[PATCH] For testing/scrutiny: futex locking fix against 2.6.0-test6

From: Jamie Lokier
Date: Wed Oct 01 2003 - 00:33:08 EST


Patch: futex_refs_and_lock_fix-2.6.0-test6-jl1

NOTE: This patch is *not* ready for inclusion until a few people have
cast their eyes over it and it's been more widely tested than my machine.
Please do not apply it to the bk tree until then.

Klaus Dittrich reported a bug in 2.6.0-test6 futexes, which we believe
is due to the introduction of hashed locks. Hugh Dickins pointed out
that futex_requeue() can change the hash key while it is being read in a
different thread, resulting in a wrong hash value. That is used to
select the wrong hashed lock, leading to list corruption and oops.

This patch purports to fix that bug.

It does some rather subtle things with memory ordering that I would like
Rusty and/or Hugh in particular to think about, and I'd like Ulrich or
someone else to give it a proper stress test on a big box.

The essence of the patch is two things.

1. Avoid doing hash calculations on changing keys, by storing the
address of the selected lock in the futex_q. That address can be
updated atomically in futex_requeue, because it's just a pointer, and it
is done at a time when it is ok for the reader to use either value.

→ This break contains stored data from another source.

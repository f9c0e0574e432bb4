//! Per-indicator entry rules.
//!
//! Every rule compares bar `i` with bar `i - 1` and produces one long and one
//! short column aligned to the bars. Bars without indicator values never
//! fire.

use trading_core::types::BarSeries;
use trading_indicators::{keys, IndicatorFrame, IndicatorKind, IndicatorParams};

/// Long/short firing columns of a single rule.
#[derive(Debug, Clone)]
pub struct RuleSignals {
    pub name: String,
    pub kind: IndicatorKind,
    pub long: Vec<bool>,
    pub short: Vec<bool>,
}

impl RuleSignals {
    fn new(name: String, kind: IndicatorKind, len: usize) -> Self {
        Self {
            name,
            kind,
            long: vec![false; len],
            short: vec![false; len],
        }
    }

    pub fn long_count(&self) -> usize {
        self.long.iter().filter(|f| **f).count()
    }

    pub fn short_count(&self) -> usize {
        self.short.iter().filter(|f| **f).count()
    }
}

/// `a` moved from at-or-below `b` to strictly above it.
fn crossed_above(prev_a: f64, prev_b: f64, a: f64, b: f64) -> bool {
    a > b && prev_a <= prev_b
}

/// `a` moved from at-or-above `b` to strictly below it.
fn crossed_below(prev_a: f64, prev_b: f64, a: f64, b: f64) -> bool {
    a < b && prev_a >= prev_b
}

/// Values of two columns on bars `i - 1` and `i`, if all four exist.
fn pair_at(frame: &IndicatorFrame, a: &str, b: &str, i: usize) -> Option<(f64, f64, f64, f64)> {
    if i == 0 {
        return None;
    }
    Some((
        frame.value(a, i - 1)?,
        frame.value(b, i - 1)?,
        frame.value(a, i)?,
        frame.value(b, i)?,
    ))
}

/// RSI leaving the oversold zone (long) or the overbought zone (short).
/// One rule per period: leaving any configured zone counts as a single vote.
pub fn rsi_rules(frame: &IndicatorFrame, params: &IndicatorParams) -> Vec<RuleSignals> {
    let Some(rsi) = &params.rsi else {
        return vec![];
    };
    let n = frame.len();
    let mut out = Vec::new();
    for &period in &rsi.periods {
        let column = keys::rsi(period);
        if !frame.contains(&column) {
            continue;
        }
        let mut rule = RuleSignals::new(column.clone(), IndicatorKind::Rsi, n);
        for i in 1..n {
            let (Some(prev), Some(cur)) = (frame.value(&column, i - 1), frame.value(&column, i))
            else {
                continue;
            };
            rule.long[i] = rsi.oversold.iter().any(|&t| cur > t && prev <= t);
            rule.short[i] = rsi.overbought.iter().any(|&t| cur < t && prev >= t);
        }
        out.push(rule);
    }
    out
}

/// MACD line crossing its signal line.
pub fn macd_rules(frame: &IndicatorFrame, params: &IndicatorParams) -> Vec<RuleSignals> {
    let Some(macd) = &params.macd else {
        return vec![];
    };
    let n = frame.len();
    let mut out = Vec::new();
    for (fast, slow, signal) in macd.triples() {
        let line = keys::macd(fast, slow, signal);
        let sig = keys::macd_signal(fast, slow, signal);
        if !frame.contains(&line) || !frame.contains(&sig) {
            continue;
        }
        let mut rule = RuleSignals::new(line.clone(), IndicatorKind::Macd, n);
        for i in 1..n {
            if let Some((pa, pb, a, b)) = pair_at(frame, &line, &sig, i) {
                rule.long[i] = crossed_above(pa, pb, a, b);
                rule.short[i] = crossed_below(pa, pb, a, b);
            }
        }
        out.push(rule);
    }
    out
}

/// Rejection candles at the bands: a bullish bar that dipped to the lower
/// band and closed back inside (long), or the bearish mirror at the upper
/// band (short).
pub fn bollinger_rules(
    series: &BarSeries,
    frame: &IndicatorFrame,
    params: &IndicatorParams,
) -> Vec<RuleSignals> {
    let Some(bb) = &params.bollinger else {
        return vec![];
    };
    let bars = series.bars();
    let n = frame.len().min(bars.len());
    let mut out = Vec::new();
    for &period in &bb.periods {
        for &std in &bb.std_dev {
            let upper = keys::bb_upper(period, std);
            let lower = keys::bb_lower(period, std);
            if !frame.contains(&upper) || !frame.contains(&lower) {
                continue;
            }
            let mut rule =
                RuleSignals::new(format!("BB_{}_{}", period, std), IndicatorKind::Bollinger, n);
            for (i, bar) in bars.iter().enumerate().take(n).skip(1) {
                if let Some(lo) = frame.value(&lower, i) {
                    rule.long[i] = bar.close > lo && bar.low <= lo && bar.is_bullish();
                }
                if let Some(up) = frame.value(&upper, i) {
                    rule.short[i] = bar.close < up && bar.high >= up && bar.is_bearish();
                }
            }
            out.push(rule);
        }
    }
    out
}

/// Short EMA crossing a longer EMA.
pub fn ema_rules(frame: &IndicatorFrame, params: &IndicatorParams) -> Vec<RuleSignals> {
    let Some(ema) = &params.ema else {
        return vec![];
    };
    let n = frame.len();
    let mut out = Vec::new();
    for (short, long) in ema.pairs() {
        let fast = keys::ema(short);
        let slow = keys::ema(long);
        if !frame.contains(&fast) || !frame.contains(&slow) {
            continue;
        }
        let mut rule =
            RuleSignals::new(format!("EMA_{}_{}", short, long), IndicatorKind::Ema, n);
        for i in 1..n {
            if let Some((pa, pb, a, b)) = pair_at(frame, &fast, &slow, i) {
                rule.long[i] = crossed_above(pa, pb, a, b);
                rule.short[i] = crossed_below(pa, pb, a, b);
            }
        }
        out.push(rule);
    }
    out
}

/// Every rule the parameters enable, in RSI, MACD, Bollinger, EMA order.
pub fn all_rules(
    series: &BarSeries,
    frame: &IndicatorFrame,
    params: &IndicatorParams,
) -> Vec<RuleSignals> {
    let mut rules = rsi_rules(frame, params);
    rules.extend(macd_rules(frame, params));
    rules.extend(bollinger_rules(series, frame, params));
    rules.extend(ema_rules(frame, params));
    rules
}

#[cfg(test)]
mod tests {
    use super::*;
    use trading_core::types::{Bar, Timeframe};
    use trading_indicators::{BollingerParams, EmaParams, RsiParams};

    fn frame_with(name: &str, values: Vec<Option<f64>>) -> IndicatorFrame {
        let mut frame = IndicatorFrame::new(values.len());
        frame.insert(name, values);
        frame
    }

    fn rsi_params() -> IndicatorParams {
        let mut params = IndicatorParams::empty();
        params.rsi = Some(RsiParams {
            periods: vec![14],
            oversold: vec![30.0],
            overbought: vec![70.0],
        });
        params
    }

    #[test]
    fn test_crossings() {
        assert!(crossed_above(1.0, 1.0, 2.0, 1.0));
        assert!(!crossed_above(2.0, 1.0, 3.0, 1.0));
        assert!(crossed_below(1.0, 1.0, 0.5, 1.0));
        assert!(!crossed_below(0.5, 1.0, 0.4, 1.0));
    }

    #[test]
    fn test_rsi_leaves_zones() {
        let frame = frame_with(
            &keys::rsi(14),
            vec![None, Some(25.0), Some(31.0), Some(50.0), Some(72.0), Some(69.0)],
        );
        let rules = rsi_rules(&frame, &rsi_params());
        assert_eq!(rules.len(), 1);
        let rule = &rules[0];
        assert_eq!(rule.long, vec![false, false, true, false, false, false]);
        assert_eq!(rule.short, vec![false, false, false, false, false, true]);
    }

    #[test]
    fn test_rsi_threshold_touch_counts_as_prior_zone() {
        let frame = frame_with(&keys::rsi(14), vec![Some(30.0), Some(30.5)]);
        let rules = rsi_rules(&frame, &rsi_params());
        assert!(rules[0].long[1]);
    }

    #[test]
    fn test_rsi_thresholds_share_one_rule() {
        let frame = frame_with(
            &keys::rsi(14),
            vec![Some(25.0), Some(35.0), Some(85.0), Some(75.0), Some(65.0)],
        );
        let mut params = rsi_params();
        params.rsi = Some(RsiParams {
            periods: vec![14],
            oversold: vec![20.0, 30.0],
            overbought: vec![70.0, 80.0],
        });

        let rules = rsi_rules(&frame, &params);
        assert_eq!(rules.len(), 1);
        assert_eq!(rules[0].name, "RSI_14");
        assert_eq!(rules[0].long, vec![false, true, false, false, false]);
        assert_eq!(rules[0].short, vec![false, false, false, true, true]);
    }

    #[test]
    fn test_missing_column_yields_no_rule() {
        let frame = IndicatorFrame::new(3);
        assert!(rsi_rules(&frame, &rsi_params()).is_empty());
        assert!(rsi_rules(&frame, &IndicatorParams::empty()).is_empty());
    }

    #[test]
    fn test_ema_cross() {
        let mut frame = IndicatorFrame::new(4);
        frame.insert(keys::ema(10), vec![Some(9.0), Some(9.5), Some(10.5), Some(9.0)]);
        frame.insert(keys::ema(50), vec![Some(10.0), Some(10.0), Some(10.0), Some(10.0)]);
        let mut params = IndicatorParams::empty();
        params.ema = Some(EmaParams {
            short_periods: vec![10],
            long_periods: vec![50],
        });

        let rules = ema_rules(&frame, &params);
        assert_eq!(rules[0].long, vec![false, false, true, false]);
        assert_eq!(rules[0].short, vec![false, false, false, true]);
    }

    #[test]
    fn test_bollinger_rejection() {
        let bars = vec![
            Bar::new(0, 100.0, 101.0, 99.0, 100.0, 1.0),
            // Dips below the lower band and closes green above it
            Bar::new(1, 95.5, 97.0, 94.0, 96.5, 1.0),
            // Red bar that wicks the upper band
            Bar::new(2, 104.0, 106.0, 102.0, 103.0, 1.0),
            // Green bar through the lower band closing below it: no signal
            Bar::new(3, 93.0, 94.5, 92.0, 94.0, 1.0),
        ];
        let series = BarSeries::from_bars("TEST", Timeframe::Daily, bars);
        let mut frame = IndicatorFrame::new(4);
        frame.insert(keys::bb_upper(20, 2.0), vec![Some(105.0); 4]);
        frame.insert(keys::bb_lower(20, 2.0), vec![Some(95.0); 4]);
        let mut params = IndicatorParams::empty();
        params.bollinger = Some(BollingerParams {
            periods: vec![20],
            std_dev: vec![2.0],
        });

        let rules = bollinger_rules(&series, &frame, &params);
        assert_eq!(rules[0].long, vec![false, true, false, false]);
        assert_eq!(rules[0].short, vec![false, false, true, false]);
    }
}
//! CLI definitions.

pub mod commands;

use chrono::NaiveDate;
use clap::{Parser, Subcommand};
use std::path::PathBuf;
use trading_core::types::Timeframe;

#[derive(Parser)]
#[command(name = "market-lab")]
#[command(author, version, about = "SPX backtester, stock screener and crypto news sentiment")]
pub struct Cli {
    /// Configuration file path (defaults to config/default.toml when present)
    #[arg(short, long, global = true)]
    pub config: Option<PathBuf>,

    /// Log filter, e.g. `debug` or `trading_backtest=debug,info`
    #[arg(short, long, global = true)]
    pub log_level: Option<String>,

    /// Enable JSON log format
    #[arg(long, global = true)]
    pub json_logs: bool,

    #[command(subcommand)]
    pub command: Commands,
}

#[derive(Subcommand)]
pub enum Commands {
    /// Backtest the configured indicator grid
    Backtest(BacktestArgs),
    /// Search indicator parameters for the best score
    Optimize(BacktestArgs),
    /// Rolling out-of-sample optimization
    WalkForward(BacktestArgs),
    /// Optimize, backtest the winner and write the full report
    Full(BacktestArgs),
    /// Score a stock universe by conviction
    Screen(ScreenArgs),
    /// Crypto news sentiment
    #[command(subcommand)]
    Sentiment(SentimentCommand),
    /// Print the latest indicator values for a symbol
    Indicators(IndicatorArgs),
    /// Validate configuration
    Validate(ValidateArgs),
}

#[derive(clap::Args, Clone)]
pub struct BacktestArgs {
    /// Trading timeframe (defaults to the first configured timeframe)
    #[arg(short, long)]
    pub timeframe: Option<Timeframe>,

    /// Start date (YYYY-MM-DD)
    #[arg(long)]
    pub start_date: Option<NaiveDate>,

    /// End date (YYYY-MM-DD)
    #[arg(long)]
    pub end_date: Option<NaiveDate>,

    /// Read bars from a CSV file instead of downloading
    #[arg(long)]
    pub csv: Option<PathBuf>,

    /// Write report files to the reports directory
    #[arg(long)]
    pub report: bool,

    /// Ignore cached downloads
    #[arg(long)]
    pub force_download: bool,
}

#[derive(clap::Args)]
pub struct ScreenArgs {
    /// Tickers to scan (comma-separated); the configured universe otherwise
    #[arg(short = 'S', long, value_delimiter = ',')]
    pub tickers: Vec<String>,

    /// Fundamentals CSV
    #[arg(long)]
    pub fundamentals: Option<PathBuf>,

    /// Rows printed to the console
    #[arg(long, default_value = "10")]
    pub top: usize,
}

#[derive(Subcommand)]
pub enum SentimentCommand {
    /// Score a single headline
    Analyze(AnalyzeArgs),
    /// Fetch and score the latest headlines
    News(NewsArgs),
    /// Overall market sentiment across all feeds
    Summary(NewsArgs),
    /// Poll the feeds and send high-impact alerts
    Watch(WatchArgs),
}

#[derive(clap::Args)]
pub struct AnalyzeArgs {
    /// Headline text
    #[arg(required = true, num_args = 1..)]
    pub headline: Vec<String>,

    /// Source credibility weight
    #[arg(long, default_value = "1.0")]
    pub weight: f64,
}

#[derive(clap::Args)]
pub struct NewsArgs {
    /// Only articles from the last N hours
    #[arg(long)]
    pub hours: Option<i64>,

    /// Only headlines containing any of these keywords (comma-separated)
    #[arg(long, value_delimiter = ',')]
    pub search: Vec<String>,

    /// Articles printed
    #[arg(long, default_value = "10")]
    pub limit: usize,
}

#[derive(clap::Args)]
pub struct WatchArgs {
    /// Print alerts instead of sending them to Telegram
    #[arg(long)]
    pub console: bool,

    /// Run a single check and exit
    #[arg(long)]
    pub once: bool,
}

#[derive(clap::Args)]
pub struct IndicatorArgs {
    /// Symbol (defaults to the configured symbol)
    #[arg(short = 'S', long)]
    pub symbol: Option<String>,

    /// Timeframe
    #[arg(short, long, default_value = "1d")]
    pub timeframe: Timeframe,

    /// Bars of history
    #[arg(long, default_value = "250")]
    pub lookback: usize,

    /// Read bars from a CSV file instead of downloading
    #[arg(long)]
    pub csv: Option<PathBuf>,
}

#[derive(clap::Args)]
pub struct ValidateArgs {
    /// Print the effective configuration as TOML
    #[arg(long)]
    pub show: bool,
}

#[cfg(test)]
mod tests {
    use super::*;
    use clap::CommandFactory;

    #[test]
    fn test_cli_definition() {
        Cli::command().debug_assert();
    }

    #[test]
    fn test_backtest_flags() {
        let cli = Cli::parse_from([
            "market-lab",
            "backtest",
            "--timeframe",
            "10m",
            "--start-date",
            "2024-01-02",
            "--report",
            "--force-download",
        ]);
        let Commands::Backtest(args) = cli.command else {
            panic!("expected backtest");
        };
        assert_eq!(args.timeframe, Some(Timeframe::Minute10));
        assert_eq!(args.start_date, NaiveDate::from_ymd_opt(2024, 1, 2));
        assert!(args.end_date.is_none());
        assert!(args.report && args.force_download);
    }

    #[test]
    fn test_global_flags_after_subcommand() {
        let cli = Cli::parse_from(["market-lab", "validate", "--json-logs", "-l", "debug"]);
        assert!(cli.json_logs);
        assert_eq!(cli.log_level.as_deref(), Some("debug"));
    }

    #[test]
    fn test_sentiment_analyze_joins_words() {
        let cli = Cli::parse_from(["market-lab", "sentiment", "analyze", "Bitcoin", "surges"]);
        let Commands::Sentiment(SentimentCommand::Analyze(args)) = cli.command else {
            panic!("expected sentiment analyze");
        };
        assert_eq!(args.headline.join(" "), "Bitcoin surges");
        assert!((args.weight - 1.0).abs() < 1e-12);
    }
}
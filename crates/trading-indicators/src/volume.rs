//! Volume indicators: OBV, VWAP and Money Flow Index.

use chrono::NaiveDate;
use trading_core::types::Bar;

/// On-Balance Volume.
///
/// Volume is added on up closes and subtracted on flat or down closes; the
/// first bar counts as an up bar. Output has one value per bar.
pub fn obv(bars: &[Bar]) -> Vec<f64> {
    let mut total = 0.0;
    bars.iter()
        .enumerate()
        .map(|(i, bar)| {
            let up = i == 0 || bar.close > bars[i - 1].close;
            total += if up { bar.volume } else { -bar.volume };
            total
        })
        .collect()
}

/// Volume-weighted average price of the close.
///
/// With `session_reset` the running sums restart on every new calendar
/// day; otherwise the average accumulates over the whole series. Bars
/// before any volume has traded yield `None`.
pub fn vwap(bars: &[Bar], session_reset: bool) -> Vec<Option<f64>> {
    let mut pv = 0.0;
    let mut vol = 0.0;
    let mut day: Option<NaiveDate> = None;

    bars.iter()
        .map(|bar| {
            let date = bar.datetime().date();
            if session_reset && day != Some(date) {
                pv = 0.0;
                vol = 0.0;
            }
            day = Some(date);

            pv += bar.close * bar.volume;
            vol += bar.volume;
            if vol > 0.0 {
                Some(pv / vol)
            } else {
                None
            }
        })
        .collect()
}

/// Money Flow Index over `period` bars.
///
/// Output lines up with input index `period`.
pub fn mfi(bars: &[Bar], period: usize) -> Vec<f64> {
    if period == 0 || bars.len() <= period {
        return vec![];
    }

    let mut positive = Vec::with_capacity(bars.len() - 1);
    let mut negative = Vec::with_capacity(bars.len() - 1);
    for w in bars.windows(2) {
        let prev_tp = w[0].typical_price();
        let tp = w[1].typical_price();
        let flow = tp * w[1].volume;
        if tp > prev_tp {
            positive.push(flow);
            negative.push(0.0);
        } else if tp < prev_tp {
            positive.push(0.0);
            negative.push(flow);
        } else {
            positive.push(0.0);
            negative.push(0.0);
        }
    }

    positive
        .windows(period)
        .zip(negative.windows(period))
        .map(|(p, n)| {
            let pos: f64 = p.iter().sum();
            let neg: f64 = n.iter().sum();
            if neg == 0.0 {
                if pos == 0.0 {
                    50.0
                } else {
                    100.0
                }
            } else {
                100.0 - 100.0 / (1.0 + pos / neg)
            }
        })
        .collect()
}

#[cfg(test)]
mod tests {
    use super::*;

    const DAY: i64 = 86_400_000;

    fn bar(ts: i64, close: f64, volume: f64) -> Bar {
        Bar::new(ts, close, close + 1.0, close - 1.0, close, volume)
    }

    #[test]
    fn test_obv_accumulates_by_direction() {
        let bars = vec![
            bar(0, 10.0, 100.0),
            bar(1, 11.0, 50.0),
            bar(2, 10.5, 30.0),
            bar(3, 10.5, 20.0),
        ];
        assert_eq!(obv(&bars), vec![100.0, 150.0, 120.0, 100.0]);
    }

    #[test]
    fn test_vwap_cumulative_and_session() {
        let bars = vec![
            bar(0, 10.0, 100.0),
            bar(60_000, 20.0, 100.0),
            bar(DAY, 30.0, 100.0),
        ];

        let cumulative = vwap(&bars, false);
        assert!((cumulative[1].unwrap() - 15.0).abs() < 1e-10);
        assert!((cumulative[2].unwrap() - 20.0).abs() < 1e-10);

        let session = vwap(&bars, true);
        assert!((session[2].unwrap() - 30.0).abs() < 1e-10);
    }

    #[test]
    fn test_vwap_without_volume() {
        let bars = vec![bar(0, 10.0, 0.0), bar(1, 11.0, 10.0)];
        let out = vwap(&bars, false);
        assert!(out[0].is_none());
        assert!((out[1].unwrap() - 11.0).abs() < 1e-10);
    }

    #[test]
    fn test_mfi_bounds() {
        let rising: Vec<Bar> = (0..6).map(|i| bar(i, 10.0 + i as f64, 100.0)).collect();
        let out = mfi(&rising, 3);
        assert_eq!(out.len(), 3);
        assert!(out.iter().all(|v| (*v - 100.0).abs() < 1e-10));

        let falling: Vec<Bar> = (0..6).map(|i| bar(i, 10.0 - i as f64, 100.0)).collect();
        assert!(mfi(&falling, 3).iter().all(|v| v.abs() < 1e-10));

        assert!(mfi(&rising[..3], 3).is_empty());
    }
}
//! Core data types.

mod fundamentals;
mod ohlcv;
mod position;
mod session;
mod signal;
mod timeframe;
mod trade;

pub use fundamentals::Fundamentals;
pub use ohlcv::{Bar, BarSeries};
pub use position::{Direction, OpenPosition};
pub use session::{hhmm, TradingSession};
pub use signal::{Signal, SignalFrame};
pub use timeframe::Timeframe;
pub use trade::{ExitReason, Trade};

2. Avoid locking, and hence depending on which lock to use, in some
places where it can be avoided.

It's possible that this will run faster than 2.6.0-test6, because no
spinlock is taken, usually, when a waiter wakes up. For the big boxes,
that means less cache traffic and it may improve benchmarks.
Conversely the mm reference count might have a negative effect.

The patch is against vanilla 2.6.0-test6 for convenience, and includes
the mm/inode reference changes I sent earlier this week. Sorry, I do
not have time to separate them at the moment.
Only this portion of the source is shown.